13. TABERNÁCULO – Capítulos 25-28,30,35-40 (11 capítulos) – O tabernáculo era o lugar da habitação de Deus (Êx 25.8).  Cristo “tabernaculou” entre nós (Jo 1.14); nós somos agora o “santuário” de Deus (1Co 3.16-17; 6.19; 2Co 6.16).  Tudo tinha que ser feito conforme o modelo mostrado a Moisés (Êx 25.9,40; 39.42; 40.16); que era apenas uma “figura”, uma “sombra”, ou uma “parábola” do verdadeiro no céu (Hb 8.5; 9.1,9,23-24; 10.1). Esta é grande diferença e a imensa superioridade da revelação do Novo Testamento sobre a do Antigo Testamento.

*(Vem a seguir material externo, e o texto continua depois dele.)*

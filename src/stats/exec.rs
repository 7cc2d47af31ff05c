use crate::aggregate::collect_stats;
use crate::cli::{CommonArgs, OutputArgs};
use crate::git::GitRepo;
use crate::progress::ProgressReporter;
use crate::window::{parse_date_arg, resolve_window};
use super::{output_json, output_ndjson, output_table};
use anyhow::Context;
use chrono::Local;
use tracing::info;

pub fn exec(common: CommonArgs, output: OutputArgs) -> anyhow::Result<()> {
    // Dates are validated before the repository is touched.
    let start = common
        .start_date
        .as_deref()
        .map(parse_date_arg)
        .transpose()
        .context("Invalid --start-date")?;
    let end = common
        .end_date
        .as_deref()
        .map(parse_date_arg)
        .transpose()
        .context("Invalid --end-date")?;

    let repo = GitRepo::open(common.repo.as_ref()).context("Failed to open git repository")?;

    let window = resolve_window(&repo, start, end, Local::now().date_naive())
        .context("Failed to resolve date range")?;
    info!(start = %window.start, end = %window.end, author = ?common.author, "resolved window");

    let reporter = ProgressReporter::new(!output.no_progress && !output.machine_readable());
    let result = collect_stats(&repo, &window, common.author.as_deref(), |idx, total| {
        reporter.tick(idx, total)
    });
    reporter.finish();
    let result = result.context("Failed to analyze commits")?;

    if output.json {
        output_json(&result, &repo, &window, &common, output.commits)?;
    } else if output.ndjson {
        output_ndjson(&result)?;
    } else {
        output_table(&result, &window, &common, output.commits)?;
    }

    Ok(())
}
pub mod aggregate;
pub mod cli;
pub mod error;
pub mod git;
pub mod logging;
pub mod model;
pub mod parse;
pub mod progress;
pub mod stats;
pub mod util;
pub mod window;
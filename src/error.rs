use thiserror::Error;

pub type Result<T> = std::result::Result<T, GitlinesError>;

#[derive(Error, Debug)]
pub enum GitlinesError {
    #[error("Source unavailable: {0}")]
    SourceUnavailable(String),
    #[error("Commit not found: {id}: {detail}")]
    CommitNotFound { id: String, detail: String },
    #[error("Malformed commit text for {id}: {source}")]
    MalformedCommitText {
        id: String,
        #[source]
        source: ParseError,
    },
    #[error("Invalid date input '{input}': expected YYYY-MM-DD ({reason})")]
    InvalidDateInput { input: String, reason: String },
    #[error("Line counts overflow at commit {id} (author {author})")]
    CountOverflow { id: String, author: String },
    #[error("IO error: {0}")]
    Io(#[from] std::io::Error),
}

impl GitlinesError {
    /// Short name of the error kind, used in user-facing diagnostics.
    pub fn kind(&self) -> &'static str {
        match self {
            GitlinesError::SourceUnavailable(_) => "SourceUnavailable",
            GitlinesError::CommitNotFound { .. } => "CommitNotFound",
            GitlinesError::MalformedCommitText { .. } => "MalformedCommitText",
            GitlinesError::InvalidDateInput { .. } => "InvalidDateInput",
            GitlinesError::CountOverflow { .. } => "CountOverflow",
            GitlinesError::Io(_) => "Io",
        }
    }
}

/// Failure to read one commit's raw text block. Carries an excerpt of the
/// offending text for diagnosis.
#[derive(Error, Debug, Clone, PartialEq, Eq)]
pub enum ParseError {
    #[error("empty commit text")]
    Empty,
    #[error("header has {found} of 4 '|' separated fields: {excerpt:?}")]
    Header { found: usize, excerpt: String },
    #[error("invalid date '{value}' in header: {excerpt:?}")]
    Date { value: String, excerpt: String },
    #[error("count '{value}' out of range: {excerpt:?}")]
    Count { value: String, excerpt: String },
    #[error("header names commit '{found}' instead of the requested one: {excerpt:?}")]
    IdMismatch { found: String, excerpt: String },
}

const EXCERPT_LEN: usize = 120;

/// First `EXCERPT_LEN` characters of `text`, on a char boundary.
pub fn excerpt(text: &str) -> String {
    match text.char_indices().nth(EXCERPT_LEN) {
        Some((idx, _)) => format!("{}...", &text[..idx]),
        None => text.to_string(),
    }
}
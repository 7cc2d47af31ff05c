pub mod exec;
pub mod output;

pub use exec::exec;
pub use output::{build_output, output_json, output_ndjson, output_table};
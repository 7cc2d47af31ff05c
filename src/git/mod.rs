pub mod repo;
pub mod source;

pub use repo::GitRepo;
pub use source::{HistoryOrigin, HistorySource};
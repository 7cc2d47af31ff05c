use crate::error::{GitlinesError, Result};
use crate::git::HistoryOrigin;
use crate::model::DateWindow;
use crate::parse::DATE_FORMAT;
use chrono::NaiveDate;
use tracing::debug;

/// Parse a user supplied `YYYY-MM-DD` date.
pub fn parse_date_arg(input: &str) -> Result<NaiveDate> {
    NaiveDate::parse_from_str(input.trim(), DATE_FORMAT).map_err(|e| GitlinesError::InvalidDateInput {
        input: input.to_string(),
        reason: e.to_string(),
    })
}

/// Fill in missing window bounds.
///
/// A missing start becomes the date of the repository's first commit, looked
/// up over the whole history without any author filter. A missing end becomes
/// `today`. A history without commits starts the window at its end.
pub fn resolve_window<O>(
    origin: &O,
    start: Option<NaiveDate>,
    end: Option<NaiveDate>,
    today: NaiveDate,
) -> Result<DateWindow>
where
    O: HistoryOrigin + ?Sized,
{
    let end = end.unwrap_or(today);
    let start = match start {
        Some(s) => s,
        None => {
            let first = origin.first_commit_date()?;
            debug!(first_commit = ?first, "resolved default start date");
            first.unwrap_or(end)
        }
    };
    Ok(DateWindow::new(start, end))
}
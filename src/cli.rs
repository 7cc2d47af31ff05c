use anyhow::Result;
use clap::{Args, Parser};
use clap_verbosity_flag::{Verbosity, WarnLevel};
use std::path::PathBuf;

#[derive(Parser)]
#[command(name = "gitlines")]
#[command(about = "Count lines added and removed per author in a git repository")]
#[command(version)]
pub struct Cli {
    #[clap(flatten)]
    pub common: CommonArgs,

    #[clap(flatten)]
    pub output: OutputArgs,

    #[command(flatten)]
    pub verbosity: Verbosity<WarnLevel>,
}

#[derive(Args, Clone, Debug)]
pub struct CommonArgs {
    #[arg(long, help = "Path to git repository")]
    pub repo: Option<PathBuf>,

    #[arg(long, value_name = "YYYY-MM-DD", help = "Start date (defaults to the first commit)")]
    pub start_date: Option<String>,

    #[arg(long, value_name = "YYYY-MM-DD", help = "End date (defaults to today)")]
    pub end_date: Option<String>,

    #[arg(long, help = "Filter by author")]
    pub author: Option<String>,
}

#[derive(Args, Clone, Debug, Default)]
pub struct OutputArgs {
    #[arg(long, help = "Output as JSON", conflicts_with = "ndjson")]
    pub json: bool,

    #[arg(long, help = "Output as NDJSON, one author per line")]
    pub ndjson: bool,

    #[arg(long, help = "Include every analyzed commit in the report")]
    pub commits: bool,

    #[arg(long, help = "Disable the progress bar")]
    pub no_progress: bool,
}

impl OutputArgs {
    pub fn machine_readable(&self) -> bool {
        self.json || self.ndjson
    }
}

impl Cli {
    pub fn parse() -> Self {
        <Self as Parser>::parse()
    }

    pub fn execute(self) -> Result<()> {
        crate::stats::exec(self.common, self.output)
    }
}
//! Append-only per-job event trail.
//!
//! `append` is best-effort and fire-and-forget: a logging failure must
//! never fail the operation it is documenting, so implementations swallow
//! errors after reporting them via `tracing`.

use std::sync::Mutex;
use std::sync::atomic::{AtomicI64, Ordering};

use async_trait::async_trait;
use chrono::Utc;
use sqlx::PgPool;
use sqlx::Row;
use tracing::warn;

use jobforge_core::{JobId, JobLogEntry, LogLevel, NewLogEntry};

use super::store::StoreError;

#[async_trait]
pub trait JobLogger: Send + Sync {
    /// Append an entry to the job's trail. Never fails the caller.
    async fn append(&self, entry: NewLogEntry);

    /// The full trail, strictly ordered by creation.
    async fn trail(&self, job_id: JobId) -> Result<Vec<JobLogEntry>, StoreError>;
}

/// In-memory logger for tests and development.
#[derive(Debug, Default)]
pub struct InMemoryJobLogger {
    entries: Mutex<Vec<JobLogEntry>>,
    seq: AtomicI64,
}

impl InMemoryJobLogger {
    pub fn new() -> Self {
        Self::default()
    }
}

#[async_trait]
impl JobLogger for InMemoryJobLogger {
    async fn append(&self, entry: NewLogEntry) {
        let seq = self.seq.fetch_add(1, Ordering::SeqCst) + 1;
        let mut entries = self.entries.lock().unwrap_or_else(|e| e.into_inner());
        entries.push(JobLogEntry {
            seq,
            job_id: entry.job_id,
            level: entry.level,
            message: entry.message,
            data: entry.data,
            created_at: Utc::now(),
        });
    }

    async fn trail(&self, job_id: JobId) -> Result<Vec<JobLogEntry>, StoreError> {
        let entries = self.entries.lock().unwrap_or_else(|e| e.into_inner());
        Ok(entries
            .iter()
            .filter(|e| e.job_id == job_id)
            .cloned()
            .collect())
    }
}

/// Durable logger writing to `job_log_entries`.
#[derive(Debug, Clone)]
pub struct PostgresJobLogger {
    pool: PgPool,
}

impl PostgresJobLogger {
    pub fn new(pool: PgPool) -> Self {
        Self { pool }
    }
}

#[async_trait]
impl JobLogger for PostgresJobLogger {
    async fn append(&self, entry: NewLogEntry) {
        let outcome = sqlx::query(
            r#"
            INSERT INTO job_log_entries (job_id, level, message, data, created_at)
            VALUES ($1, $2, $3, $4, $5)
            "#,
        )
        .bind(entry.job_id.as_uuid())
        .bind(entry.level.as_str())
        .bind(&entry.message)
        .bind(&entry.data)
        .bind(Utc::now())
        .execute(&self.pool)
        .await;

        if let Err(e) = outcome {
            warn!(job_id = %entry.job_id, error = %e, "failed to append job log entry");
        }
    }

    async fn trail(&self, job_id: JobId) -> Result<Vec<JobLogEntry>, StoreError> {
        let rows = sqlx::query(
            "SELECT seq, job_id, level, message, data, created_at \
             FROM job_log_entries WHERE job_id = $1 ORDER BY seq ASC",
        )
        .bind(job_id.as_uuid())
        .fetch_all(&self.pool)
        .await
        .map_err(|e| StoreError::Storage(format!("failed to load job trail: {e}")))?;

        let mut entries = Vec::with_capacity(rows.len());
        for row in rows {
            let level: String = row
                .try_get("level")
                .map_err(|e| StoreError::Storage(e.to_string()))?;
            entries.push(JobLogEntry {
                seq: row
                    .try_get("seq")
                    .map_err(|e| StoreError::Storage(e.to_string()))?,
                job_id: JobId::from_uuid(
                    row.try_get("job_id")
                        .map_err(|e| StoreError::Storage(e.to_string()))?,
                ),
                level: level
                    .parse::<LogLevel>()
                    .map_err(|e| StoreError::Storage(format!("corrupt log level: {e}")))?,
                message: row
                    .try_get("message")
                    .map_err(|e| StoreError::Storage(e.to_string()))?,
                data: row
                    .try_get("data")
                    .map_err(|e| StoreError::Storage(e.to_string()))?,
                created_at: row
                    .try_get("created_at")
                    .map_err(|e| StoreError::Storage(e.to_string()))?,
            });
        }
        Ok(entries)
    }
}

#[cfg(test)]
mod tests {
    use super::*;

    #[tokio::test]
    async fn trail_preserves_append_order() {
        let logger = InMemoryJobLogger::new();
        let job_id = JobId::new();
        let other = JobId::new();

        logger
            .append(NewLogEntry::new(job_id, LogLevel::Info, "claimed"))
            .await;
        logger
            .append(NewLogEntry::new(other, LogLevel::Info, "claimed"))
            .await;
        logger
            .append(
                NewLogEntry::new(job_id, LogLevel::Error, "failed")
                    .with_data(serde_json::json!({"attempt": 1})),
            )
            .await;

        let trail = logger.trail(job_id).await.unwrap();
        assert_eq!(trail.len(), 2);
        assert!(trail[0].seq < trail[1].seq);
        assert_eq!(trail[0].message, "claimed");
        assert_eq!(trail[1].message, "failed");
        assert_eq!(
            trail[1].data,
            Some(serde_json::json!({"attempt": 1}))
        );
    }
}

            O tabernáculo tinha uma cerca de cortinas de 2,5 metros de altura, sustentada por colunas separadas por 2,5 metros uma da outra, formando assim um átrio ou arraial em volta do santuário.  Esta cerca media 25 metros de largura por 50 metros de comprimento.  O tabernáculo próprio media 5 metros por 15 metros, sendo dividido entre o Santo dos Santos que foi um cubo de 5 metros por 5 metros e o Santo Lugar que media 5 metros por 10 metros.  O tabernáculo foi sustentado por tábuas de acácia de 5 metros por ¾ metro em cima das quais se estendiam dez cortinas de linho fino torcido de azul, púrpura e carmesim de 14 metros por 2 metros (Êx 26.1-14); onze cortinas de pelos de cabras de 15 metros por 2 metros, peles de carneiros tintas de vermelho, com peles de golfinhos por cima de tudo (Êx 36.8-30).

 

Tabernáculo

 

 

            O tabernáculo era o lugar da morada de Iahweh com seu povo, e também o lugar onde ele o povo se encontravam. O texto de João 1.14 diz, literalmente, que “o Verbo se fez carne e tabernaculou entre nós”. Deus estava em Cristo (2Co) e é nele que encontramos Deus. Neste sentido, tudo o que Êxodo prenunciava se cumpriu nos evangelhos. A páscoa judaica foi suplantada, porque se cumpriu  neste evento, na ceia do Senhor. O sangue de um cordeiro foi substituído pelo de Cristo. E este fez isto uma vez por todas, como se pode ler nos capítulos 8 a 10 de Hebreus.